Ecrit en Octobre 2024 jeu 3: enquête

Jeu 3 A vous l’enquête

Voici l’affaire telle qu’elle est écrite par Félix Fénéon (nouvelles en trois lignes)

« Le médecin chargé d’autopsier Melle Cuzin, de Marseille, morte mystérieusement a conclu : suicide par strangulation »

Vous reprenez l’affaire interrogez un voisin pour en savoir plus sur cette mort mystérieuse ou sur le médecin… Rapportez le dialogue

• Bonjour Monsieur. Je suis l’inspecteur Trucmuche et j’ai qqs questions à vous poser à propos du décès de Mlle Cuzin.

Connaissiez vous bien la victime ?

• Oui, et on ne s’entendait pas très bien.

• C’est à dire ?

• C’était une pochtronne.

• Monsieur, je ne vous permets pas d’insulter la victime.

• Je suis désolé Monsieur l’inspecteur, mais elle était tout le temps bourrée.

Quand elle sortait du bar, qui se trouve à 50 mètres, elle titubait, elle hurlait dans la rue et elle vomissait sur le pas de ma porte !

Je vais enfin gagner en tranquillité !

• Elle était dépressive ?

• Ca , je ne sais pas, mais en tout cas, elle n’avait pas l’air heureux.

Les rares moments où elle était à peu près bien, c’est quand je la voyais dans le jardin s’exercer avec son espèce de ruban : elle faisait de la gymnastique rythmique.

Parfois, elle s’emmêlait les crayons et se retrouvait emberlificotée dans son machin. Ca, ça m’amusait !!

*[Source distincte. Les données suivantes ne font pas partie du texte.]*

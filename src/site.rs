use crate::errors::*;
use crate::repo::KEYRING_NAME;
use std::fmt::Write as _;
use std::path::Path;
use walkdir::WalkDir;

/// Url the README refers to, replaced with the actual repository url
pub const README_BASEURL: &str = "https://zotero.retorque.re/file/apt-package-archive";
pub const KEYRING_URL: &str = "https://raw.githubusercontent.com/retorquere/zotero-deb/master";
pub const README_SEPARATOR: &str = "----";
pub const INDEX_META: &str = "---
title: Zotero/Jurism binaries for Debian-based linux systems
...
";

pub fn install_sh(baseurl: &str, codename: &str) -> String {
    format!(
        r#"
# https://wiki.debian.org/DebianRepository/UseThirdParty

case `uname -m` in
  "i386" | "i686" | "x86_64")
    ;;
  *)
    echo "Zotero is only available for architectures i686 and x86_64"
    exit
    ;;
esac

BASEURL={baseurl}
CODENAME={codename}

export GNUPGHOME="/dev/null"

KEYNAME={KEYRING_NAME}.gpg
GPGKEY={KEYRING_URL}/$KEYNAME
KEYRING=/usr/share/keyrings/$KEYNAME
if [ -x "$(command -v curl)" ]; then
  sudo curl -L $GPGKEY -o $KEYRING
elif [ -x "$(command -v wget)" ]; then
  sudo wget -O $KEYRING $GPGKEY
else
  echo "Error: need wget or curl installed." >&2
  exit 1
fi

sudo chmod 644 $KEYRING
# old key with too broad reach
sudo rm -f /etc/apt/trusted.gpg.d/zotero.gpg

cat << EOF | sudo tee /etc/apt/sources.list.d/zotero.list
deb [signed-by=$KEYRING by-hash=force] $BASEURL $CODENAME
EOF

sudo apt-get clean
"#
    )
}

/// Point an existing install.sh at a different repository location
pub fn patch_install_sh(script: &str, baseurl: &str, codename: &str) -> String {
    let mut out = String::with_capacity(script.len());
    for line in script.split_inclusive('\n') {
        let newline = if line.ends_with('\n') { "\n" } else { "" };
        if line.starts_with("BASEURL=") {
            out.push_str(&format!("BASEURL={baseurl}{newline}"));
        } else if line.starts_with("CODENAME=") {
            out.push_str(&format!("CODENAME={codename}{newline}"));
        } else {
            out.push_str(line);
        }
    }
    out
}

/// Files in the repository, relative and sorted
pub fn list_assets(repo: &Path) -> Result<Vec<String>> {
    let mut assets = Vec::new();
    for entry in WalkDir::new(repo).min_depth(1) {
        let entry = entry.with_context(|| anyhow!("Failed to walk {repo:?}"))?;
        if !entry.file_type().is_file() {
            continue;
        }
        let relative = entry.path().strip_prefix(repo)?;
        assets.push(relative.to_string_lossy().into_owned());
    }
    assets.sort();
    Ok(assets)
}

pub fn index_md(readme: &str, url: &str, assets: &[String]) -> Result<String> {
    let url = url.trim_end_matches('/');
    let (header, body) = readme
        .split_once(README_SEPARATOR)
        .with_context(|| anyhow!("README is missing the {README_SEPARATOR:?} separator"))?;

    let mut out = String::from(INDEX_META);
    out.push_str(header);
    out.push_str(README_SEPARATOR);
    out.push_str(&body.replace(README_BASEURL, url));
    out.push_str("\n---\n\n");
    for asset in assets {
        let name = asset.replace('_', "\\_");
        writeln!(out, "* [{name}]({url}/{asset})")?;
    }
    Ok(out)
}

pub fn packages_url(url: &str) -> String {
    if url.ends_with('/') {
        format!("{url}Packages")
    } else {
        format!("{url}/Packages")
    }
}

/// Check if the remote repository serves a Packages index
pub async fn remote_has_packages(http: &reqwest::Client, url: &str) -> Result<bool> {
    let url = packages_url(url);
    debug!("Checking for remote index at {url:?}");
    let response = http
        .get(&url)
        .send()
        .await
        .with_context(|| anyhow!("Failed to send request to {url:?}"))?;
    let status = response.status();
    debug!("Remote index responded with {status}");
    Ok(!(status.is_client_error() || status.is_server_error()))
}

• Pensez vous qu’elle ait pu s’étrangler avec accidentellement ?

• Possible si elle l’a pris en étant saoule !

• Bien, merci Monsieur. Je reviendrai sans doute vous voir.

CF

Quartier nord de Marseille le 10 octobre2024.

-Driiing! Driiiing ! Toc!Toc ! Y a quelqu’un ?

-Oh bonne Mère ! Qu’est-ce que c’est que tout ce raffut?Oui, j’arrive, j’arrive !

La porte s’ouvre.

-Bonjour M.Escartebigre, je me présente : Pascal Prout de C’est Nouveau’s, la chaîne d’information en continu la plus regardée en France. Nous pratiquons aussi le journalisme d’investigaton car nous avons le souci de la vérité pour les Français qui nous écoutent. Car vous le savez on ne nous dit pas tout on nous cache bien desz chosesz. Nos téléspectateurs ont droit à la vérité c’est pourquoi je viens sonner à votre porteM. Escartebigre. Vous connaissez sûrement la pauvre Mlle Cuzin puisqu’elle habitait dans le même immeuble que vous. Or le rapport d’autopsie sur les causes de sa mort nous semble hautement suspect : pensez-vous que Mlle Cuzin ait pu se suicider par strangulation ?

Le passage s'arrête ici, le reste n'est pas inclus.